Clinical Guidance additional Links
Nevertheless, these studies suggest that bedtime dosing of levothyroxine could be tried as an alternative strategy in those patients who have problems in taking morning levothyroxine on an empty stomach. After more than 120 years since Murray first successfully treated hypothyroidism with sheep thyroid extract29 and numerous subsequent advances in the field, there remain many uncertainties surrounding the management of this common disease. What is the target thyroid function for hypothyroid patients on levothyroxine replacement?
Levothyroxine is the standard therapy for patients with hypothyroidism, a condition that affects up to 5% of people worldwide. While levothyroxine therapy has substantially improved the lives of millions of hypothyroid patients since its introduction in 1949, the complexity of maintaining biochemical and clinical euthyroidism in patients undergoing treatment with levothyroxine cannot be underestimated. Initial dosing of levothyroxine can vary greatly and may be based on the amount of residual thyroid function retained by the patient, the body weight or lean body mass of the patient, and thyroid-stimulating hormone levels. As levothyroxine is usually administered over a patient’s lifetime, physiological changes throughout life will affect the dose of levothyroxine required to maintain euthyroidism. Furthermore, dose adjustments may need to be made in patients with concomitant medical conditions, in patients taking certain medications, as well as in elderly patients. Patients who have undergone any weight or hormonal changes may require dose adjustments, and the majority of pregnant women require increased doses of levothyroxine.
Women with hypothyroidism who become pregnant should increase their weekly dosage by 30% up to nine doses per week (i.e., take one extra dose twice per week), followed by monthly evaluation and management. Patients with persistent symptoms after adequate levothyroxine dosing should be reassessed for other causes or the need for referral. Most patients with subclinical hypothyroidism do not benefit from treatment unless the thyroid-stimulating hormone level is greater than 10 mIU per L or the thyroid peroxidase antibody is elevated.

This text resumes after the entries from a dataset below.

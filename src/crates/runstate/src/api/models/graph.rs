//! Graph template DTOs

use serde::{Deserialize, Serialize};
use std::collections::BTreeMap;

use crate::api::models::StateResponse;
use crate::executor::RetryConfig;
use crate::graph::{GraphDefinition, GraphNodeSpec, GraphTemplate};
use crate::services::CreateRun;

/// Shown instead of a secret's value
pub const SECRET_MASK: &str = "********";

/// PUT /namespace/:namespace/graph/:graph_name
pub type UpsertGraphRequest = GraphDefinition;

/// A stored template as returned by the API; secret values are masked
#[derive(Debug, Clone, Serialize, Deserialize)]
pub struct GraphResponse {
    pub namespace: String,
    pub name: String,
    pub version: i64,
    pub nodes: Vec<GraphNodeSpec>,
    pub secrets: BTreeMap<String, String>,
    #[serde(default, skip_serializing_if = "Option::is_none")]
    pub retry_policy: Option<RetryConfig>,
    pub created_at: String,
}

impl From<GraphTemplate> for GraphResponse {
    fn from(template: GraphTemplate) -> Self {
        Self {
            namespace: template.namespace,
            name: template.name,
            version: template.version,
            nodes: template.nodes,
            secrets: template
                .secrets
                .into_keys()
                .map(|name| (name, SECRET_MASK.to_string()))
                .collect(),
            retry_policy: template.retry_policy,
            created_at: template.created_at,
        }
    }
}

/// POST /namespace/:namespace/graph/:graph_name/states/create
pub type CreateStatesRequest = CreateRun;

#[derive(Debug, Clone, Serialize, Deserialize)]
pub struct CreateStatesResponse {
    pub run_id: String,
    pub states: Vec<StateResponse>,
}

4 Monitoring TSH and/or Thyroxine (T Levels
As a person progresses through life, their dose may need to be adjusted because other diseases or medications can affect the dose needed for effective treatment. Pregnancy or weight gain can also affect the dose of levothyroxine needed by the patient, so patients and physicians need to work in partnership to ensure that the treatment is working as well as it can. The goal of this partnership is to maintain normal thyroid hormone levels without the patient experiencing any side effects or synthroid production negative health consequences of taking too much or too little levothyroxine.

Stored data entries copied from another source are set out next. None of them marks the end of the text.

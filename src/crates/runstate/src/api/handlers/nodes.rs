//! Node registry endpoint handlers

use axum::{
    extract::{Path, State},
    Json,
};

use crate::api::{
    error::ApiResult,
    middleware::validation::validate_identifier,
    models::{NodeListResponse, RegisterNodesRequest, RegisterNodesResponse},
    response,
    routes::AppState,
};

/// Register or update node descriptors
///
/// PUT /namespace/:namespace/nodes/
pub async fn register_nodes(
    State(app_state): State<AppState>,
    Path(namespace): Path<String>,
    Json(req): Json<RegisterNodesRequest>,
) -> ApiResult<impl axum::response::IntoResponse> {
    validate_identifier(&namespace, "namespace")?;

    let registered = app_state.engine.registry.register(&namespace, req.nodes).await?;

    Ok(response::ok(RegisterNodesResponse {
        namespace,
        registered_nodes: registered,
    }))
}

/// List registered nodes
///
/// GET /namespace/:namespace/nodes/
pub async fn list_nodes(
    State(app_state): State<AppState>,
    Path(namespace): Path<String>,
) -> ApiResult<impl axum::response::IntoResponse> {
    validate_identifier(&namespace, "namespace")?;

    let nodes = app_state.engine.registry.list(&namespace).await?;

    Ok(response::ok(NodeListResponse {
        namespace,
        count: nodes.len(),
        nodes,
    }))
}

/// Get one node descriptor
///
/// GET /namespace/:namespace/nodes/:name
pub async fn get_node(
    State(app_state): State<AppState>,
    Path((namespace, name)): Path<(String, String)>,
) -> ApiResult<impl axum::response::IntoResponse> {
    let node = app_state.engine.registry.get(&namespace, &name).await?;
    Ok(response::ok(node))
}
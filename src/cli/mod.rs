//! Command-line interface for mlfq-sched.
//!
//! Provides commands for running the scheduler simulation, executing single
//! commands, and inspecting command files.

mod commands;

pub use commands::{parse_cli, run, run_with_cli, Cli, Commands};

Factors Potentially Contributing to the Need for Levothyroxine Dose Adjustments Throughout a Patient’s Life Span
It’s very important to make sure that you write “Dispense as written,” or whatever state-specific language, on the prescription when you prescribe the medication. I go over with the patient there are treatment goals that are very important in the process. And the other is to improve the clinical symptoms that they’ve been experiencing. Because the long-acting nature of the medication, I do indicate that it may take several months to see an improvement in both of these levels.